Face à ces destructions, plus de 625.000 élèves et près de 23.000 enseignants de la bande de Gaza ont été touchés par les fermetures d’écoles et les attaques contre l’éducation, les privant ainsi d’un accès à l’éducation ou d’un lieu sûr.
« Selon le ministère de l’Education, au 6 février, plus de 4.851 élèves et 239 membres du personnel éducatif ont été tués et plus de 8.227 élèves et 836 enseignants ont été blessés dans la bande de Gaza depuis le 7 octobre », a détaillé l’OCHA dans son dernier rapport de situation.
Une évaluation des dommages dérivée de satellites, avait révélé qu’au moins 55% des 563 bâtiments scolaires ont été soit directement touchés, soit confirmés comme endommagés, selon un décompte effectué le 10 février dernier par le volet éducation. Environ 90% de tous les bâtiments scolaires de Gaza sont utilisés comme abris pour les personnes déplacées et/ou ont subi des dommages plus ou moins importants.
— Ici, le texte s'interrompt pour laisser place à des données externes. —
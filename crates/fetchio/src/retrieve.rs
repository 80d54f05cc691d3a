// Streams resolved byte sources to disk. Direct manifests stream into the
// final path; segmented manifests concatenate init + media segments into a
// sibling temp file first, then finalize by rename or transcode. A failed
// transcode never discards downloaded audio: the temp file is salvaged
// under an `.m4a` name and reported in the error.

use std::path::{Path, PathBuf};

use futures::StreamExt;
use reqwest::Client;
use tokio::fs::File;
use tokio::io::AsyncWriteExt;
use tokio::sync::watch;
use tracing::{debug, info, warn};

use crate::FetchError;
use crate::manifest::Manifest;
use crate::progress::{ProgressTracker, RetrievalProgress};
use crate::transcode::{FfmpegTranscoder, Transcoder};

const TEMP_SUFFIX: &str = ".m4a.tmp";

/// Downloads the byte sources a [`Manifest`] names into one output file.
pub struct Retriever {
    client: Client,
    transcoder: Box<dyn Transcoder>,
    progress: ProgressTracker,
}

impl Retriever {
    pub fn new(client: Client) -> Self {
        Self::with_transcoder(client, Box::new(FfmpegTranscoder::new()))
    }

    pub fn with_transcoder(client: Client, transcoder: Box<dyn Transcoder>) -> Self {
        Self {
            client,
            transcoder,
            progress: ProgressTracker::new(),
        }
    }

    /// Watch byte counts and throughput while a retrieval runs.
    pub fn subscribe_progress(&self) -> watch::Receiver<RetrievalProgress> {
        self.progress.subscribe()
    }

    /// Retrieve `manifest` into `output`. Returns the path actually
    /// written, which is always `output` on success.
    pub async fn retrieve(
        &mut self,
        manifest: &Manifest,
        output: &Path,
    ) -> Result<PathBuf, FetchError> {
        // Each run accounts from zero; observers keep their subscription.
        self.progress.reset();
        match manifest {
            Manifest::Direct(url) => {
                self.stream_to_file(url, output, "direct retrieval").await?;
                info!(output = %output.display(), bytes = self.progress.bytes_written(), "Retrieval complete");
                Ok(output.to_path_buf())
            }
            Manifest::Segmented {
                init_url,
                segment_urls,
            } => self.retrieve_segmented(init_url, segment_urls, output).await,
        }
    }

    async fn retrieve_segmented(
        &mut self,
        init_url: &str,
        segment_urls: &[String],
        output: &Path,
    ) -> Result<PathBuf, FetchError> {
        let temp = temp_path(output);
        debug!(segments = segment_urls.len(), temp = %temp.display(), "Segmented retrieval");

        if let Err(e) = self.write_segments(init_url, segment_urls, &temp).await {
            // A partial concatenation is useless; only a complete one is
            // worth finalizing or salvaging.
            let _ = tokio::fs::remove_file(&temp).await;
            return Err(e);
        }

        self.finalize(&temp, output).await?;
        info!(output = %output.display(), bytes = self.progress.bytes_written(), "Retrieval complete");
        Ok(output.to_path_buf())
    }

    async fn write_segments(
        &mut self,
        init_url: &str,
        segment_urls: &[String],
        temp: &Path,
    ) -> Result<(), FetchError> {
        let mut file = File::create(temp).await?;
        self.stream_into(init_url, &mut file, "init segment").await?;
        for url in segment_urls {
            self.stream_into(url, &mut file, "media segment").await?;
        }
        file.flush().await?;
        Ok(())
    }

    async fn stream_to_file(
        &mut self,
        url: &str,
        path: &Path,
        operation: &'static str,
    ) -> Result<(), FetchError> {
        let mut file = File::create(path).await?;
        self.stream_into(url, &mut file, operation).await?;
        file.flush().await?;
        Ok(())
    }

    async fn stream_into(
        &mut self,
        url: &str,
        file: &mut File,
        operation: &'static str,
    ) -> Result<(), FetchError> {
        let response = self.client.get(url).send().await?;
        if !response.status().is_success() {
            return Err(FetchError::http_status(response.status(), url, operation));
        }

        let mut stream = response.bytes_stream();
        while let Some(chunk) = stream.next().await {
            let chunk = chunk?;
            file.write_all(&chunk).await?;
            self.progress.record(chunk.len() as u64);
        }
        Ok(())
    }

    /// Turn the complete temp concatenation into the requested output.
    /// Same container: plain rename. Different container: transcode, and
    /// salvage the temp as `.m4a` if the transcode fails.
    async fn finalize(&self, temp: &Path, output: &Path) -> Result<(), FetchError> {
        let same_container = output
            .extension()
            .is_some_and(|ext| ext.eq_ignore_ascii_case("m4a"));
        if same_container {
            tokio::fs::rename(temp, output).await?;
            return Ok(());
        }

        match self.transcoder.transcode(temp, output).await {
            Ok(()) => {
                tokio::fs::remove_file(temp).await?;
                Ok(())
            }
            Err(e) => {
                let salvaged = output.with_extension("m4a");
                warn!(error = %e, salvaged = %salvaged.display(), "Transcode failed, keeping raw audio");
                tokio::fs::rename(temp, &salvaged).await?;
                Err(FetchError::Transcode {
                    reason: e.to_string(),
                    salvaged,
                })
            }
        }
    }
}

/// Temp path for the segment concatenation, next to the final output.
fn temp_path(output: &Path) -> PathBuf {
    let mut name = output.as_os_str().to_os_string();
    name.push(TEMP_SUFFIX);
    PathBuf::from(name)
}

#[cfg(test)]
mod tests {
    use super::*;
    use crate::config::{ClientConfig, create_client};
    use async_trait::async_trait;
    use tokio::io::AsyncReadExt;
    use tokio::net::TcpListener;

    /// Minimal one-request-per-connection HTTP stub. Paths without a canned
    /// body answer 500.
    async fn spawn_stub(routes: Vec<(&'static str, &'static [u8])>) -> String {
        let listener = TcpListener::bind("127.0.0.1:0").await.unwrap();
        let addr = listener.local_addr().unwrap();
        let routes: Vec<(String, Vec<u8>)> = routes
            .into_iter()
            .map(|(path, body)| (path.to_string(), body.to_vec()))
            .collect();

        tokio::spawn(async move {
            while let Ok((mut socket, _)) = listener.accept().await {
                let routes = routes.clone();
                tokio::spawn(async move {
                    let mut buf = vec![0u8; 1024];
                    let n = socket.read(&mut buf).await.unwrap_or(0);
                    let request = String::from_utf8_lossy(&buf[..n]);
                    let path = request.split_whitespace().nth(1).unwrap_or("/");

                    let response = match routes.iter().find(|(p, _)| p == path) {
                        Some((_, body)) => {
                            let mut r = format!(
                                "HTTP/1.1 200 OK\r\ncontent-length: {}\r\nconnection: close\r\n\r\n",
                                body.len()
                            )
                            .into_bytes();
                            r.extend_from_slice(body);
                            r
                        }
                        None => b"HTTP/1.1 500 Internal Server Error\r\ncontent-length: 0\r\nconnection: close\r\n\r\n"
                            .to_vec(),
                    };
                    let _ = socket.write_all(&response).await;
                    let _ = socket.shutdown().await;
                });
            }
        });

        format!("http://{addr}")
    }

    struct CopyTranscoder;

    #[async_trait]
    impl Transcoder for CopyTranscoder {
        async fn transcode(&self, input: &Path, output: &Path) -> Result<(), FetchError> {
            tokio::fs::copy(input, output).await?;
            Ok(())
        }
    }

    struct FailingTranscoder;

    #[async_trait]
    impl Transcoder for FailingTranscoder {
        async fn transcode(&self, _input: &Path, _output: &Path) -> Result<(), FetchError> {
            Err(FetchError::Io {
                source: std::io::Error::other("codec exploded"),
            })
        }
    }

    fn retriever(transcoder: Box<dyn Transcoder>) -> Retriever {
        let client = create_client(&ClientConfig::default()).unwrap();
        Retriever::with_transcoder(client, transcoder)
    }

    #[test]
    fn temp_path_appends_suffix() {
        assert_eq!(
            temp_path(Path::new("/tmp/song.flac")),
            Path::new("/tmp/song.flac.m4a.tmp")
        );
    }

    #[tokio::test]
    async fn same_container_finalize_renames() {
        let dir = tempfile::tempdir().unwrap();
        let output = dir.path().join("song.m4a");
        let temp = temp_path(&output);
        tokio::fs::write(&temp, b"audio").await.unwrap();

        let r = retriever(Box::new(FailingTranscoder));
        r.finalize(&temp, &output).await.unwrap();

        assert_eq!(tokio::fs::read(&output).await.unwrap(), b"audio");
        assert!(!temp.exists());
    }

    #[tokio::test]
    async fn transcode_finalize_removes_temp() {
        let dir = tempfile::tempdir().unwrap();
        let output = dir.path().join("song.flac");
        let temp = temp_path(&output);
        tokio::fs::write(&temp, b"audio").await.unwrap();

        let r = retriever(Box::new(CopyTranscoder));
        r.finalize(&temp, &output).await.unwrap();

        assert_eq!(tokio::fs::read(&output).await.unwrap(), b"audio");
        assert!(!temp.exists());
    }

    #[tokio::test]
    async fn failed_transcode_salvages_raw_audio() {
        let dir = tempfile::tempdir().unwrap();
        let output = dir.path().join("song.flac");
        let temp = temp_path(&output);
        tokio::fs::write(&temp, b"audio").await.unwrap();

        let r = retriever(Box::new(FailingTranscoder));
        let err = r.finalize(&temp, &output).await.unwrap_err();

        let FetchError::Transcode { salvaged, reason } = err else {
            panic!("expected Transcode error");
        };
        assert_eq!(salvaged, dir.path().join("song.m4a"));
        assert!(reason.contains("codec exploded"));
        assert_eq!(tokio::fs::read(&salvaged).await.unwrap(), b"audio");
        assert!(!output.exists());
        assert!(!temp.exists());
    }

    #[tokio::test]
    async fn segments_concatenate_in_request_order() {
        let base = spawn_stub(vec![
            ("/init", b"INIT".as_slice()),
            ("/seg-1", b"AAA".as_slice()),
            ("/seg-2", b"BBB".as_slice()),
        ])
        .await;
        let dir = tempfile::tempdir().unwrap();
        // Same container, so finalize is a rename and no transcoder runs.
        let output = dir.path().join("song.m4a");
        let manifest = Manifest::Segmented {
            init_url: format!("{base}/init"),
            segment_urls: vec![format!("{base}/seg-1"), format!("{base}/seg-2")],
        };

        let mut r = retriever(Box::new(FailingTranscoder));
        let path = r.retrieve(&manifest, &output).await.unwrap();

        assert_eq!(path, output);
        assert_eq!(tokio::fs::read(&output).await.unwrap(), b"INITAAABBB");
        assert!(!temp_path(&output).exists());
    }

    #[tokio::test]
    async fn failed_segment_deletes_temp_and_propagates() {
        // seg-2 has no canned body, so the stub answers 500 mid-sequence.
        let base = spawn_stub(vec![
            ("/init", b"INIT".as_slice()),
            ("/seg-1", b"AAA".as_slice()),
        ])
        .await;
        let dir = tempfile::tempdir().unwrap();
        let output = dir.path().join("song.m4a");
        let manifest = Manifest::Segmented {
            init_url: format!("{base}/init"),
            segment_urls: vec![
                format!("{base}/seg-1"),
                format!("{base}/seg-2"),
                format!("{base}/seg-3"),
            ],
        };

        let mut r = retriever(Box::new(FailingTranscoder));
        let err = r.retrieve(&manifest, &output).await.unwrap_err();

        assert!(matches!(err, FetchError::HttpStatus { .. }));
        assert!(!temp_path(&output).exists());
        assert!(!output.exists());
    }

    #[tokio::test]
    async fn reused_retriever_reports_per_run_bytes() {
        let base = spawn_stub(vec![("/a", b"0123456789".as_slice())]).await;
        let dir = tempfile::tempdir().unwrap();
        let manifest = Manifest::Direct(format!("{base}/a"));

        let mut r = retriever(Box::new(FailingTranscoder));
        let rx = r.subscribe_progress();

        r.retrieve(&manifest, &dir.path().join("one.m4a")).await.unwrap();
        assert_eq!(rx.borrow().bytes_written, 10);

        // A second run over the same retriever starts from zero, not 20.
        r.retrieve(&manifest, &dir.path().join("two.m4a")).await.unwrap();
        assert_eq!(rx.borrow().bytes_written, 10);
    }
}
L’ONU fait tout son possible pour aider les civils
En réponse à cette situation, les partenaires humanitaires ont apporté depuis octobre dernier, un soutien psychosocial et un apprentissage d’urgence à plus de 135.000 élèves et enseignants. L’aide porte aussi sur des fournitures, des activités récréatives et des sessions de sensibilisation dans les gouvernorats de Deir al Balah, Khan Younis et Rafah. La plupart des réponses en la matière sont fournies par des partenaires locaux.
Outre des activités d’éducation non formelle avec les enfants déplacés menées par l’UNICEF, les groupes sectoriels de l’éducation et des abris mènent conjointement des activités de plaidoyer pour mettre en évidence les effets dévastateurs de la situation actuelle à Gaza sur les enfants et les liens inextricables entre les abris et la scolarisation.
Au total, l’ONU continue à faire tout son possible pour aider plus d’un million de civils dans le sud de Rafah et dans tout Gaza.
Plus largement, les dernières données du Centre satellitaire des Nations Unies (Unosat), 30% des structures de la bande de Gaza ont été détruites ou ont subi des dommages sévères à modérés, les gouvernorats de Gaza et de Khan Younis ayant connu la plus forte augmentation des dommages en janvier 2024 par rapport à novembre 2023.
Plus d’un million de déplacés entassés à Rafah
En décembre 2023, l’UNICEF a signalé qu’au moins la moitié des installations d’eau, d’assainissement et d’hygiène ont été endommagées ou détruites à Gaza. L’UNRWA signalait pour sa part que 152 de ses installations ont été endommagées dans la bande de Gaza depuis le 7 octobre, y compris des locaux fournissant des abris aux personnes déplacées.
Ces raids sur les infrastructures interviennent alors que les frappes aériennes sur Rafah, la ville la plus méridionale de Gaza, et les déclarations des responsables israéliens ont renforcé les craintes d’une éventuelle invasion terrestre à Rafah, où plus d’un million de personnes sont entassées dans un climat d’insécurité et de grave pénurie d’abris, de nourriture, d’eau potable et de soins médicaux.
A ce sujet, l’OCHA rappelle que des mouvements de population de Rafah vers Deir al Balah et le camp de réfugiés d’An Nuseirat ont été signalés, suite à l’intensification des frappes aériennes sur Rafah.
Mardi après-midi, Martin Griffiths, Secrétaire général adjoint aux affaires humanitaires, a prévenu que plus de la moitié de la population de Gaza, soit plus d’un million de personnes, est entassée à Rafah, regardant la mort dans les yeux, avec très peu de nourriture, presque pas d’accès aux soins médicaux et sans endroit où dormir ni aller en toute sécurité.